The Temptations with a Lot o' Soul is the fifth studio album by The Temptations for the Gordy (Motown) label released in 1967. Featuring four hit singles, With a Lot o' Soul is the most successful Temptations album from their "classic 5" era, during which David Ruffin, Eddie Kendricks, Paul Williams, Melvin Franklin, and Otis Williams constituted the Temptations' lineup.

Overview 
The four singles from the album, all Top 20 pop/ Top 10 R&B hits, were "(I Know) I'm Losing You", "All I Need", "You're My Everything", and "(Loneliness Made Me Realize) It's You That I Need". three of these four songs also reached the Billboard Pop Top 10 as well.  Norman Whitfield produced most of the tracks here, supporting the Temptations' vocals with a hard-edged soul sound with elements of the music of James Brown.

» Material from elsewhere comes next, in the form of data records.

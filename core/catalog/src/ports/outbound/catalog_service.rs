//! カタログサービス Outbound ポート
//!
//! リモートのカタログ（カテゴリ・部品・リビジョン）への 1 往復を 1 メソッドで表す。
//! 失敗は common::error::Error（Http / Json）で返し、usecase 側で CatalogError に変換する。

use crate::domain::{Category, CategoryId, NewPart, Part, PartId, PartSummary, PartUpdate};
use common::error::Error;
use serde_json::Value;

/// カタログサービス抽象（Outbound ポート）
///
/// 実装は `crate::adapter::HttpCatalog` やテスト用の `StubCatalog` など。
pub trait CatalogService: Send + Sync {
    /// カテゴリ一覧
    fn list_categories(&self) -> Result<Vec<Category>, Error>;

    /// カテゴリ内の部品一覧。形の検査は呼び出し側で行うため生の JSON を返す。
    fn list_parts(&self, category: &CategoryId) -> Result<Value, Error>;

    /// 部品詳細
    fn get_part(&self, part: &PartId) -> Result<Part, Error>;

    /// 部品を作る。応答本文が空なら None。
    fn create_part(&self, new_part: &NewPart) -> Result<Option<PartSummary>, Error>;

    /// 説明文・ソースを更新し、サーバー側の正となる部品を返す
    fn update_part(&self, part: &PartId, update: &PartUpdate) -> Result<Part, Error>;

    /// 新しいリビジョンを作り、その部品 ID を返す
    fn start_revision(&self, part: &PartId) -> Result<PartId, Error>;

    /// 疎通確認
    fn health(&self) -> Result<(), Error>;
}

"(I Know) I'm Losing You", already a nine-month-old hit by the time With a Lot o' Soul was released, opens the album. The rest of the album expands upon the template established by Norman Whitfield with "I'm Losing You". Whitfield and the other With a Lot o' Soul producers, including Ivy Jo Hunter, Smokey Robinson, and, on "All I Need" (in which Ruffin portrays a man who admits to his lover he has been unfaithful and begs her forgiveness), Whitfield's protégé Frank Wilson, supply the group a more modern sound than was present on previous or contemporary Motown releases. Most of the tracks on side A of the album feature brass-heavy, dramatic backing tracks with more prominent uses of electric guitar lines (Whitfield's "(I Know) I'm Losing You" and Ivy Jo Hunter's "Sorry is a Sorry Word" from side B) and shifts in dynamics (Whitfield's "Ain't No Sun Since You've Been Gone", the single "(Loneliness Made Me Realize) It's You That I Need", and the Eddie Kendricks-led "Save My Love for a Rainy Day").

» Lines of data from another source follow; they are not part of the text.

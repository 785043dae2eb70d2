//! カテゴリと部品一覧の要約

use crate::domain::{CatalogError, CategoryId, PartId};
use serde::{Deserialize, Serialize};
use serde_json::Value;

/// カテゴリ（クライアントからは不変。作成・削除はバックエンドのみ）
#[derive(Debug, Clone, PartialEq, Eq, Serialize, Deserialize)]
pub struct Category {
    pub id: CategoryId,
    #[serde(default, skip_serializing_if = "Option::is_none")]
    pub name: Option<String>,
    #[serde(default, skip_serializing_if = "Option::is_none")]
    pub description: Option<String>,
}

impl Category {
    pub fn new(id: impl Into<CategoryId>, name: Option<&str>) -> Self {
        Self {
            id: id.into(),
            name: name.map(str::to_string),
            description: None,
        }
    }

    /// 大文字小文字を無視して id または name に部分一致するか
    pub fn matches(&self, term_lower: &str) -> bool {
        self.id.to_lowercase().contains(term_lower)
            || self
                .name
                .as_deref()
                .unwrap_or("")
                .to_lowercase()
                .contains(term_lower)
    }
}

/// 表示用の部分集合を返す（元の一覧は変更しない）。空の term は全件。
pub fn filter_categories<'a>(categories: &'a [Category], term: &str) -> Vec<&'a Category> {
    let term = term.trim().to_lowercase();
    categories.iter().filter(|c| c.matches(&term)).collect()
}

/// 部品一覧の 1 件（Part の読み取り専用の射影）
#[derive(Debug, Clone, PartialEq, Eq, Serialize, Deserialize)]
pub struct PartSummary {
    pub id: PartId,
    #[serde(default, skip_serializing_if = "Option::is_none")]
    pub name: Option<String>,
    #[serde(default, skip_serializing_if = "Option::is_none")]
    pub description: Option<String>,
}

impl PartSummary {
    /// 部品一覧の応答を解釈する。配列でなければ MalformedResponse。
    pub fn list_from_json(category: &CategoryId, value: Value) -> Result<Vec<Self>, CatalogError> {
        let what = format!("parts of {}", category);
        match value {
            Value::Array(_) => serde_json::from_value(value)
                .map_err(|e| CatalogError::malformed(what, e.to_string())),
            Value::Null => Err(CatalogError::malformed(what, "expected an array, got null")),
            other => Err(CatalogError::malformed(
                what,
                format!("expected an array, got {}", json_kind(&other)),
            )),
        }
    }
}

fn json_kind(value: &Value) -> &'static str {
    match value {
        Value::Null => "null",
        Value::Bool(_) => "a boolean",
        Value::Number(_) => "a number",
        Value::String(_) => "a string",
        Value::Array(_) => "an array",
        Value::Object(_) => "an object",
    }
}
//! catalog 固有のドメイン型（型と不変条件）

pub mod category;
pub mod command;
pub mod editor_state;
pub mod error;
pub mod ids;
pub mod part;
pub mod source;

pub use category::{filter_categories, Category, PartSummary};
pub use command::{CatalogCommand, EditOp};
pub use editor_state::{EditField, EditorState};
pub use error::CatalogError;
pub use ids::{CategoryId, PartId, RevisionLabel, Ticket, TicketCounter};
pub use part::{diff_fields, FieldChange, FieldMap, FieldValue, NewPart, Part, PartUpdate};
pub use source::SourceRecord;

Paul Williams delivers a dramatic performance on the Smokey Robinson-produced "No More Water in the Well",(written by Robinson and fellow Miracles Warren "Pete" Moore and Bobby Rogers, an uptempo number regularly identified as one of his standout performances. Williams and the other Temptations constantly complained about Williams' not being able to sing lead on more album tracks, and on singles as well, but Motown paid their complaints no heed, and continued to rely on David Ruffin's (and occasionally Eddie Kendricks') leads for each single.

Side B begins with "Just One Last Look", written and produced by Holland-Dozier-Holland, Motown's main songwriting and production team. The Temptations were one of the few major Motown acts never to release a single produced by the trio, because of Whitfield's (and previously, Robinson's) tight hold on the group. Brian Holland and Lamont Dozier had to in fact fight for the chance to produce "Just One Last Look" for the Temptations, and Whitfield successfully blocked its release as a single. "Just One Last Look" remains the only H-D-H produced track to appear on any Temptations studio album.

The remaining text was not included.